Stored items
[Start of Attachment]

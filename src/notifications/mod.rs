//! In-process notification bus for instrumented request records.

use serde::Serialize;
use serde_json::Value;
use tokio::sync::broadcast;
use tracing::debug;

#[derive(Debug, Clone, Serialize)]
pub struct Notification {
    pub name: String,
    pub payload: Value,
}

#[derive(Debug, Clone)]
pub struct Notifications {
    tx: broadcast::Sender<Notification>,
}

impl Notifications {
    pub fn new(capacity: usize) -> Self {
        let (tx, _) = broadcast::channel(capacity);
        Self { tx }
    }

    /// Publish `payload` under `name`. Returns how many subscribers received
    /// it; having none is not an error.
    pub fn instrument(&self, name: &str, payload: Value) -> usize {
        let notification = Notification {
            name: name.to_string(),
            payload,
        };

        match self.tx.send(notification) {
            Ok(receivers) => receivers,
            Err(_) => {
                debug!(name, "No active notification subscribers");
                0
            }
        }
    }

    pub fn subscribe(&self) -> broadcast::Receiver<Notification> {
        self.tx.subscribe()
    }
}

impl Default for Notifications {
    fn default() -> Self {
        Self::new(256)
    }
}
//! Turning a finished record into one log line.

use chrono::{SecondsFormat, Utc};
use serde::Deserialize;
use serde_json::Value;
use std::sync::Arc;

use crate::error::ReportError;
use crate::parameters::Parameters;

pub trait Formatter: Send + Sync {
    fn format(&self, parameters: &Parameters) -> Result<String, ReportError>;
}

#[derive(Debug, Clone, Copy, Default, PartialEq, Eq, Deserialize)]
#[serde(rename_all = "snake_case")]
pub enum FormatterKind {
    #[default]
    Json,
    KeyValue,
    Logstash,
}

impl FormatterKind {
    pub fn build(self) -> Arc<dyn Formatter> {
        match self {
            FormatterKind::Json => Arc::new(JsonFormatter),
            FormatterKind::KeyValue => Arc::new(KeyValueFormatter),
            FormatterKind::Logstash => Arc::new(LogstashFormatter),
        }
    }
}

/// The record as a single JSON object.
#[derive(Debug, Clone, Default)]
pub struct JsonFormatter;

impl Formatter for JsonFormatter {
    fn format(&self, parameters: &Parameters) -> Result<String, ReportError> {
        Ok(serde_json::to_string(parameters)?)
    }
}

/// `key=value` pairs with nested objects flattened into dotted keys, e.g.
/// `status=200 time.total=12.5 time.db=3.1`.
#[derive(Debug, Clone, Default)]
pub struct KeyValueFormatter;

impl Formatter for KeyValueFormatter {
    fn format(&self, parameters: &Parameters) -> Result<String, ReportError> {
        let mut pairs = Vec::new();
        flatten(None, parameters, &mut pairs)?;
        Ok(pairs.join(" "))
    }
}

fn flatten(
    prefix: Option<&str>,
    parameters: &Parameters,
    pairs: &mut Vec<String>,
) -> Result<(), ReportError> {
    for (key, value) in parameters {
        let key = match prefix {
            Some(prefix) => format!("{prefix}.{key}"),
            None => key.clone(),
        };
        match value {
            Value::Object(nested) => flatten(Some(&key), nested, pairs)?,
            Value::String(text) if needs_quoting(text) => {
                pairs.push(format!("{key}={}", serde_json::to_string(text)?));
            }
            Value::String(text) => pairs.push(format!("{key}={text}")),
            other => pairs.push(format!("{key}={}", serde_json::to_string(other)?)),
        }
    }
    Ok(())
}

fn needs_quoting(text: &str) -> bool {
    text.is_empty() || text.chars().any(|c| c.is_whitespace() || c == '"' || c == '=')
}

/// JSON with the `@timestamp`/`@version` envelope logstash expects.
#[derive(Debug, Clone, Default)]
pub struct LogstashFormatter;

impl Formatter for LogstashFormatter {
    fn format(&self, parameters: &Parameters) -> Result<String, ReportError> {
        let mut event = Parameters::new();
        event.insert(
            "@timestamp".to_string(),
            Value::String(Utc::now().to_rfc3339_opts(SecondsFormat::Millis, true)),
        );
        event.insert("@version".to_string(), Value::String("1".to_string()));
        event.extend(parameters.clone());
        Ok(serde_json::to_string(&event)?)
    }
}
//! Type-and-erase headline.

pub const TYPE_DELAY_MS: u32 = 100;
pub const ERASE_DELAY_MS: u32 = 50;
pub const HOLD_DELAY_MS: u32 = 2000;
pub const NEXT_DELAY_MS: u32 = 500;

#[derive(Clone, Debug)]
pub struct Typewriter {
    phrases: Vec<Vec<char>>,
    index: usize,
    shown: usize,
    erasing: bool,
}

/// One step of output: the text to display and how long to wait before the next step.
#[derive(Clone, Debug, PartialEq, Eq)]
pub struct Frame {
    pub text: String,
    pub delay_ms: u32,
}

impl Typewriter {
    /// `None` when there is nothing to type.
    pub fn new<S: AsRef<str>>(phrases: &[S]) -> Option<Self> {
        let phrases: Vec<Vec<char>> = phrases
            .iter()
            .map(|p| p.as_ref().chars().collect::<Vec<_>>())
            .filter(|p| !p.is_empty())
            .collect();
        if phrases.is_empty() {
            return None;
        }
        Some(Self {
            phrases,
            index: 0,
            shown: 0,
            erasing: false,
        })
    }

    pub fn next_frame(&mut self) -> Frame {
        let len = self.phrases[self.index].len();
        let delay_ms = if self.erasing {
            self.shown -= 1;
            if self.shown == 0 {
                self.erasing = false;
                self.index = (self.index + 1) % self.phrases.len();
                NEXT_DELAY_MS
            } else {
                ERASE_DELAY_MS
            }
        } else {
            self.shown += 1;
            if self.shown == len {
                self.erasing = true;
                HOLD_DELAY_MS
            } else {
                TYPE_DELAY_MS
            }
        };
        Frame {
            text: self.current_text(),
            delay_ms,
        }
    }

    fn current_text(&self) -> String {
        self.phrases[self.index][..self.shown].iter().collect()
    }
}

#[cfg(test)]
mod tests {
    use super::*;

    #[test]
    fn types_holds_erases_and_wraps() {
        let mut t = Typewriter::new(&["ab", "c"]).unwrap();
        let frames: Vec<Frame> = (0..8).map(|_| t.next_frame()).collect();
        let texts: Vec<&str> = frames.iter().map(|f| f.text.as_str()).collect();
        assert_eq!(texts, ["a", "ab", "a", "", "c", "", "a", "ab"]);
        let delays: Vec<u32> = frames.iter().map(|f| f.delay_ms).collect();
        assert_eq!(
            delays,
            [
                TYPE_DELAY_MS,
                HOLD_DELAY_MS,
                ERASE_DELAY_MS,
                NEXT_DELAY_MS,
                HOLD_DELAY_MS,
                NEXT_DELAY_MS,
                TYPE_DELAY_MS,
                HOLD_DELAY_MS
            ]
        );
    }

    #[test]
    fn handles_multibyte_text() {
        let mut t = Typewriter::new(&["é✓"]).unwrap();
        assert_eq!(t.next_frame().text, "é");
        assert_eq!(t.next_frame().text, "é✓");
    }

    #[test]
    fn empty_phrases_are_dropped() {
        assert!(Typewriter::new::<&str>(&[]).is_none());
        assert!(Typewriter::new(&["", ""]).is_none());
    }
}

[End of Attachment]
[Start of Attachment]

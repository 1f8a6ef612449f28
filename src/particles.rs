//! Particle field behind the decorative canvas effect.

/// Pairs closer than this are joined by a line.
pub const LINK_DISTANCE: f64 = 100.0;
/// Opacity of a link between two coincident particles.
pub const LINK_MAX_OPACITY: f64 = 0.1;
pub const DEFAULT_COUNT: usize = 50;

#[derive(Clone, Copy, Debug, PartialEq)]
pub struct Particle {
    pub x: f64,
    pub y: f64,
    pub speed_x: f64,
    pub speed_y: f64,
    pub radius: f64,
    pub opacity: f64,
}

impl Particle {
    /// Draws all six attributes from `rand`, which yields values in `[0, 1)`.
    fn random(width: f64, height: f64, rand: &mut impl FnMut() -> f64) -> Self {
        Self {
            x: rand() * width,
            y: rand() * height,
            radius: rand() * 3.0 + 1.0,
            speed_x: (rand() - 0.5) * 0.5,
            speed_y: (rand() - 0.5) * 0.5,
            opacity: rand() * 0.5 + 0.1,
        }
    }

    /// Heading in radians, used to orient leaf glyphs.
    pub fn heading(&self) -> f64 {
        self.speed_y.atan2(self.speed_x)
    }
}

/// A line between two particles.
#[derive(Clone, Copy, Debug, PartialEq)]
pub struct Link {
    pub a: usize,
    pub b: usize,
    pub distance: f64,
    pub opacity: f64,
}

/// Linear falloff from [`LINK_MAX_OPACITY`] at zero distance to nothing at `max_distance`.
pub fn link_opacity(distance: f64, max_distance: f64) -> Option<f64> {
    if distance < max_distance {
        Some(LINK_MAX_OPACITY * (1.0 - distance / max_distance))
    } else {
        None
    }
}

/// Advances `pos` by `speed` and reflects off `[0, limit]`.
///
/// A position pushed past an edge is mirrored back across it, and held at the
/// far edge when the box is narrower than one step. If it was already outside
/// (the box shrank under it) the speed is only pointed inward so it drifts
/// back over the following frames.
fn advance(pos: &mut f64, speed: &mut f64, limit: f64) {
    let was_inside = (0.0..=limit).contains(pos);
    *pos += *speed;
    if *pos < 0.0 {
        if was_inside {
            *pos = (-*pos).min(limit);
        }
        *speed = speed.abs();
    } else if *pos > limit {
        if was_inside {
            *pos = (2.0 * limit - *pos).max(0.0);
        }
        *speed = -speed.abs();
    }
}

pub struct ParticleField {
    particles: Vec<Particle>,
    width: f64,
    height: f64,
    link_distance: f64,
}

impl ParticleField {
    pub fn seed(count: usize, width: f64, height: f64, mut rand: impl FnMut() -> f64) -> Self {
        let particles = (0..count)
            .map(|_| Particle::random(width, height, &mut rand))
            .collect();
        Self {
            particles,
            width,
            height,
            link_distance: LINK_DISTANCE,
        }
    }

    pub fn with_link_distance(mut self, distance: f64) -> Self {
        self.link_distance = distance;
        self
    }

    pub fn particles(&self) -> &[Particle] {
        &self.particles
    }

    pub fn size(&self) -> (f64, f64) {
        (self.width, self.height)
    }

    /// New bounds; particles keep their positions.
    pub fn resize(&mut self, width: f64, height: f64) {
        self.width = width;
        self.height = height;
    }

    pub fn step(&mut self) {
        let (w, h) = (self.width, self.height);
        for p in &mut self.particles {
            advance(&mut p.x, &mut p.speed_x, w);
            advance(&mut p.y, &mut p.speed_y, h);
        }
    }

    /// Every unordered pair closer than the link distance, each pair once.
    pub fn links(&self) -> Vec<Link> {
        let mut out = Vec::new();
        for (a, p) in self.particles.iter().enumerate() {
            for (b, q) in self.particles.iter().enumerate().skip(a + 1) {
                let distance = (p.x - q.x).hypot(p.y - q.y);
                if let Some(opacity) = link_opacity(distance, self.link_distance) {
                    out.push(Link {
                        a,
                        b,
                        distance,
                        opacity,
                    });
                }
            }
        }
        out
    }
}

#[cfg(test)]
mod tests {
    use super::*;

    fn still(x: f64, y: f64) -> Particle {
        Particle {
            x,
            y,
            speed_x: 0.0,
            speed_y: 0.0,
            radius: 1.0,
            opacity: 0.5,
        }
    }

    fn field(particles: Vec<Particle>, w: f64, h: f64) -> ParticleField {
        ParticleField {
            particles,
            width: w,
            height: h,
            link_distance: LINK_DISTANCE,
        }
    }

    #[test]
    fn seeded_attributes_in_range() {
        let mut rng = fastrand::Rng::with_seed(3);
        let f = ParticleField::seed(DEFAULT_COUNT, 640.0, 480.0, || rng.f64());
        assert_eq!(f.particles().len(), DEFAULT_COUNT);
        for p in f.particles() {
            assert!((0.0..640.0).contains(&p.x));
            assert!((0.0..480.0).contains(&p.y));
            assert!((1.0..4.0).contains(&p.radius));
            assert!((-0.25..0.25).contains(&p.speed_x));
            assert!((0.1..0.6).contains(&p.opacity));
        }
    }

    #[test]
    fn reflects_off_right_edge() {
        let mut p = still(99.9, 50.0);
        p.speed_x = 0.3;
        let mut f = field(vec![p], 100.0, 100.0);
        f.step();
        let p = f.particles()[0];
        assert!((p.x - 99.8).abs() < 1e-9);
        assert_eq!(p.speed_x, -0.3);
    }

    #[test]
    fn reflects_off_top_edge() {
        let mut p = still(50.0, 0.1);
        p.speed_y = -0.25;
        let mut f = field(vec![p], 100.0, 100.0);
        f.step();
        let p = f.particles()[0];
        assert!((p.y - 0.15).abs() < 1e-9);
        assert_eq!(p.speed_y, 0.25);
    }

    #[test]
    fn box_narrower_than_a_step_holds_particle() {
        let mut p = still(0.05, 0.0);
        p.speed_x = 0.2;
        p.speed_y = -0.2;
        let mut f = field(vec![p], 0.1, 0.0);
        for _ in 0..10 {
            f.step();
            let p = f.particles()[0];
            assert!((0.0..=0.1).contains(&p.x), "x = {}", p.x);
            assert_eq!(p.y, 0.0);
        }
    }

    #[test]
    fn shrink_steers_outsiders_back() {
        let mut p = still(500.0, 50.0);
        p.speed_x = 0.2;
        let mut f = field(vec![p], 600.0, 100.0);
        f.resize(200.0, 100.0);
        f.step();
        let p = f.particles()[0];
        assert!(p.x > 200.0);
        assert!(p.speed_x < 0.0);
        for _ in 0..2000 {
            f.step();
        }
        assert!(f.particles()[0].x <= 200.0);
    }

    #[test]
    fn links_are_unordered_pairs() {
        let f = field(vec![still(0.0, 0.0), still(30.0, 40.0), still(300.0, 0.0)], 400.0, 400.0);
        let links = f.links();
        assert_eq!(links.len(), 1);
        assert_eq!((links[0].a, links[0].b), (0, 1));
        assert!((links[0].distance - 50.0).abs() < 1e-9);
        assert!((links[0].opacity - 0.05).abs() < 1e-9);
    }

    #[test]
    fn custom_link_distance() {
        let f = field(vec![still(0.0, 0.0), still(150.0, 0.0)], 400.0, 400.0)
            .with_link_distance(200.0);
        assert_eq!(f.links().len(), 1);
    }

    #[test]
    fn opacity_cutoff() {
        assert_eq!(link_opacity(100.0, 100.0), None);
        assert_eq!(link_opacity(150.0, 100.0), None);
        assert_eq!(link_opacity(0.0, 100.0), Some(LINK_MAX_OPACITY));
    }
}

[End of Attachment]

» **BRIEF**
Tally the lines in the records that contain "unwrap", then give only the tally.

» **YOUR SOLUTION**
2